Timing is very important. Did you follow E2 language tutorials in youTube? 
If you miss some ques towards the end of exam then it may affect other sections as well


----------



## fgsmail (Apr 21, 2017)

sharma1981 said:


> Timing is very important. Did you follow E2 language tutorials in youTube?
> If you miss some ques towards the end of exam then it may affect other sections as well


Yes, it's true, timing is crucial.
I didn't follow E2 language tutorials. Most of my friends started complaining about it after they went very bad. I'm attending SureWay English & practising in my free time.


----------



## sharma1981 (Apr 30, 2017)

fgsmail said:


> Yes, it's true, timing is crucial.
> I didn't follow E2 language tutorials. Most of my friends started complaining about it after they went very bad.
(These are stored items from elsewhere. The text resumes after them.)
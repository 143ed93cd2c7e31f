//! Token accounting for tool definitions.
//!
//! Tool definitions reach the model as a system message in an undocumented
//! encoding. The experimental strategy approximates it with constants
//! reverse-engineered from non-streaming responses and has not been checked
//! for accuracy, so the default strategy counts nothing.

use serde_json::Value;

use crate::{messages::Tool, tokenizer::TokenCounter};

/// How tool definitions contribute to the prompt estimate.
#[derive(Debug, Clone, Copy, Default, PartialEq, Eq)]
pub enum ToolAccounting {
    /// Tool definitions add zero tokens.
    #[default]
    Disabled,
    /// Approximate tool definitions with the given overheads.
    Experimental(ToolTokenCost),
}

/// Fixed overheads used by [`ToolAccounting::Experimental`].
#[derive(Debug, Clone, Copy, PartialEq, Eq)]
pub struct ToolTokenCost {
    /// Added once when the request has any tools.
    pub tools: i64,
    /// Added once per function with parameters.
    pub tool_parameters: i64,
    pub property_type: i64,
    pub property_description: i64,
    /// Added once per property with an `enum`, before its elements.
    pub property_enum: i64,
    pub property_enum_element: i64,
}

impl Default for ToolTokenCost {
    fn default() -> Self {
        Self {
            tools: 12,
            tool_parameters: 11,
            property_type: 2,
            property_description: 2,
            property_enum: -3,
            property_enum_element: 3,
        }
    }
}

impl From<&config::EstimatorConfig> for ToolAccounting {
    fn from(settings: &config::EstimatorConfig) -> Self {
        match settings.tool_accounting {
            config::ToolAccountingMode::Disabled => ToolAccounting::Disabled,
            config::ToolAccountingMode::Experimental => ToolAccounting::Experimental(settings.tool_costs.into()),
        }
    }
}

impl From<config::ToolCostsConfig> for ToolTokenCost {
    fn from(costs: config::ToolCostsConfig) -> Self {
        Self {
            tools: costs.tools,
            tool_parameters: costs.tool_parameters,
            property_type: costs.property_type,
            property_description: costs.property_description,
            property_enum: costs.property_enum,
            property_enum_element: costs.property_enum_element,
        }
    }
}

impl ToolAccounting {
    /// Tokens contributed by the tool definitions of a request.
    pub fn count<T>(&self, tokenizer: &T, tools: &[Tool]) -> i64
    where
        T: TokenCounter + ?Sized,
    {
        match self {
            ToolAccounting::Disabled => 0,
            ToolAccounting::Experimental(cost) => count_experimental(cost, tokenizer, tools),
        }
    }
}

fn count_experimental<T>(cost: &ToolTokenCost, tokenizer: &T, tools: &[Tool]) -> i64
where
    T: TokenCounter + ?Sized,
{
    let mut tokens = 0;

    for tool in tools {
        let Some(function) = tool.function.as_ref().filter(|_| tool.kind == "function") else {
            continue;
        };

        tokens += tokenizer.count(function.description.as_deref().unwrap_or_default());
        tokens += tokenizer.count(&function.name);

        let properties = function
            .parameters
            .as_ref()
            .and_then(|parameters| parameters.get("properties"))
            .and_then(Value::as_object);

        for (property_name, property) in properties.into_iter().flatten() {
            tokens += tokenizer.count(property_name);

            if let Some(kind) = non_empty_str(property, "type") {
                tokens += cost.property_type + tokenizer.count(kind);
            }

            if let Some(description) = non_empty_str(property, "description") {
                tokens += cost.property_description + tokenizer.count(description);
            }

            if let Some(elements) = property.get("enum").and_then(Value::as_array) {
                tokens += cost.property_enum;

                for element in elements {
                    tokens += cost.property_enum_element;

                    if let Some(s) = element.as_str() {
                        tokens += tokenizer.count(s);
                    }
                }
            }
        }

        let has_parameters = function
            .parameters
            .as_ref()
            .and_then(Value::as_object)
            .is_some_and(|parameters| !parameters.is_empty());

        if has_parameters {
            tokens += cost.tool_parameters;
        }
    }

    if !tools.is_empty() {
        tokens += cost.tools;
    }

    tokens
}

fn non_empty_str<'a>(value: &'a Value, key: &str) -> Option<&'a str> {
    value.get(key).and_then(Value::as_str).filter(|s| !s.is_empty())
}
I'm attending SureWay English & practising in my free time.


THats OK. Individual opinion matters as many people found E2 good as well.

Whatever you follow ,make sure you identify your weak areas and work on them.


----------



## Not_so_great_guy (Jul 19, 2017)

braich.abhijeet said:


> Yahoooooooo PTE cleared
> 
> 
> 
> ...


Congratz!!! it's very impressive that it took you only 45 days to boost your score from an average of 75 to 90. That's as inspiration for other aspirants. Good Job!!!


----------



## andreyx108b (Mar 15, 2015)

braich.abhijeet said:


> Yahoooooooo PTE cleared
> 
> 
> 
> ...


such a cool progression...


----------



## braich.abhijeet (Jun 10, 2017)

Thank you not-so-great-guy and andrey... 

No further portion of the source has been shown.